For over a year Levin hasn't allowed the appointment of the head of the legal system, the Supreme Court president. Justice Uzi Vogelman was previously the acting president, and now Justice Isaac Amit – whom Levin refused to appoint – is the acting president.
This is an absurd situation. Is it possible to appoint an acting president of the country, an acting prime minister, or an acting chief of staff? That's a symbol of the absurdity in Netanyahu's kingdom.
National Security Minister Itamar Ben-Gvir, a criminal both formally and legally, is calling to oust Attorney General Gali Baharav-Miara, because according to him her investigation is political rather than legal. Ben-Gvir claims that the attorney general's goal is to undermine the right-wing regime and to bring down the elected government. Ben-Gvir doesn't respect the institution of attorney general.
It should be noted that in the past only one attorney general was ousted – Yitzhak Zamir was fired by Prime Minister Shimon Peres and Justice Minister Yitzhak Modai in 1986 in the wake of the "Bus 300 Affair." It is also worth mentioning that in Ben-Gvir's house there was a photo of the murderer [of Muslim worshippers in the Cave of the Patriarchs in 1994] Dr. Baruch Goldstein.

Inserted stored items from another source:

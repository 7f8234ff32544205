//! Text-similarity auto-linking between cards
//!
//! Feeds cross-card edges into the layout: cards whose question+answer
//! text share enough meaningful words (Jaccard similarity over token sets)
//! get linked automatically. Pure functions, no I/O; the caller persists
//! the resulting connection map.

use std::collections::{HashMap, HashSet};

use uuid::Uuid;

use crate::flashcards::{Deck, Flashcard};

/// Similarity above this links two cards; tuned for short flashcard text
pub const DEFAULT_THRESHOLD: f32 = 0.08;

/// Common words carrying no topical signal
const STOP_WORDS: [&str; 39] = [
    "the", "is", "at", "which", "on", "a", "an", "and", "or", "but", "if", "then", "else", "when",
    "of", "to", "in", "for", "with", "by", "about", "as", "into", "like", "through", "after",
    "over", "between", "out", "against", "during", "without", "before", "under", "around", "among",
    "what", "how", "why",
];

/// Tokenize text into a set of unique meaningful words: lowercased,
/// punctuation stripped, stop words and words of 3 chars or fewer dropped
pub fn tokenize(text: &str) -> HashSet<String> {
    text.to_lowercase()
        .chars()
        .map(|c| {
            if c.is_alphanumeric() || c == '_' || c.is_whitespace() {
                c
            } else {
                ' '
            }
        })
        .collect::<String>()
        .split_whitespace()
        .filter(|w| w.chars().count() > 3 && !STOP_WORDS.contains(w))
        .map(str::to_string)
        .collect()
}

/// Jaccard similarity between the token sets of two texts (0.0 - 1.0)
pub fn similarity(text_a: &str, text_b: &str) -> f32 {
    let tokens_a = tokenize(text_a);
    let tokens_b = tokenize(text_b);

    if tokens_a.is_empty() || tokens_b.is_empty() {
        return 0.0;
    }

    let intersection = tokens_a.intersection(&tokens_b).count();
    let union = tokens_a.union(&tokens_b).count();
    intersection as f32 / union as f32
}

/// Scan all cards across all decks and link pairs sharing significant
/// concepts.
///
/// Returns the full related-id set per card: existing links are kept and
/// new symmetric links added for every pair above `threshold` (O(N²)
/// pairwise comparison over question+answer text).
pub fn generate_auto_connections(decks: &[Deck], threshold: f32) -> HashMap<Uuid, Vec<Uuid>> {
    let all_cards: Vec<&Flashcard> = decks.iter().flat_map(|d| d.cards.iter()).collect();

    let mut connections: HashMap<Uuid, Vec<Uuid>> = all_cards
        .iter()
        .map(|c| (c.id, c.related_card_ids.clone()))
        .collect();

    for i in 0..all_cards.len() {
        for j in (i + 1)..all_cards.len() {
            let card_a = all_cards[i];
            let card_b = all_cards[j];

            // Combine question and answer for context
            let content_a = format!("{} {}", card_a.question, card_a.answer);
            let content_b = format!("{} {}", card_b.question, card_b.answer);

            if similarity(&content_a, &content_b) > threshold {
                let links_a = connections.entry(card_a.id).or_default();
                if !links_a.contains(&card_b.id) {
                    links_a.push(card_b.id);
                }
                let links_b = connections.entry(card_b.id).or_default();
                if !links_b.contains(&card_a.id) {
                    links_b.push(card_a.id);
                }
            }
        }
    }

    connections
}

/// Manually link two cards in both directions (no-op if already linked)
pub fn link_cards(card_a: &mut Flashcard, card_b: &mut Flashcard) {
    if !card_a.related_card_ids.contains(&card_b.id) {
        card_a.related_card_ids.push(card_b.id);
    }
    if !card_b.related_card_ids.contains(&card_a.id) {
        card_b.related_card_ids.push(card_a.id);
    }
}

In comparison, during 1975 to 1976, there was close cooperation between Police Minister Shlomo Hillel and Attorney General Barak – both received the Israel Prize. The two did everything possible to battle corruption in the government. A prominent example of that is the Asher Yadlin affair, which shocked the political system and the entire public.
Today, the battle against corruption during those years sounds like fiction, because presently Supreme Court Justices decided to enable a criminal offender to serve as prime minister without incapacitation.
The fact that for years Netanyahu was serving as prime minister while at the same time his trial was taking place in the Jerusalem District Court is a mark of disgrace for the legal system. It creates instability in this country, which lacks a clean and proper democratic regime.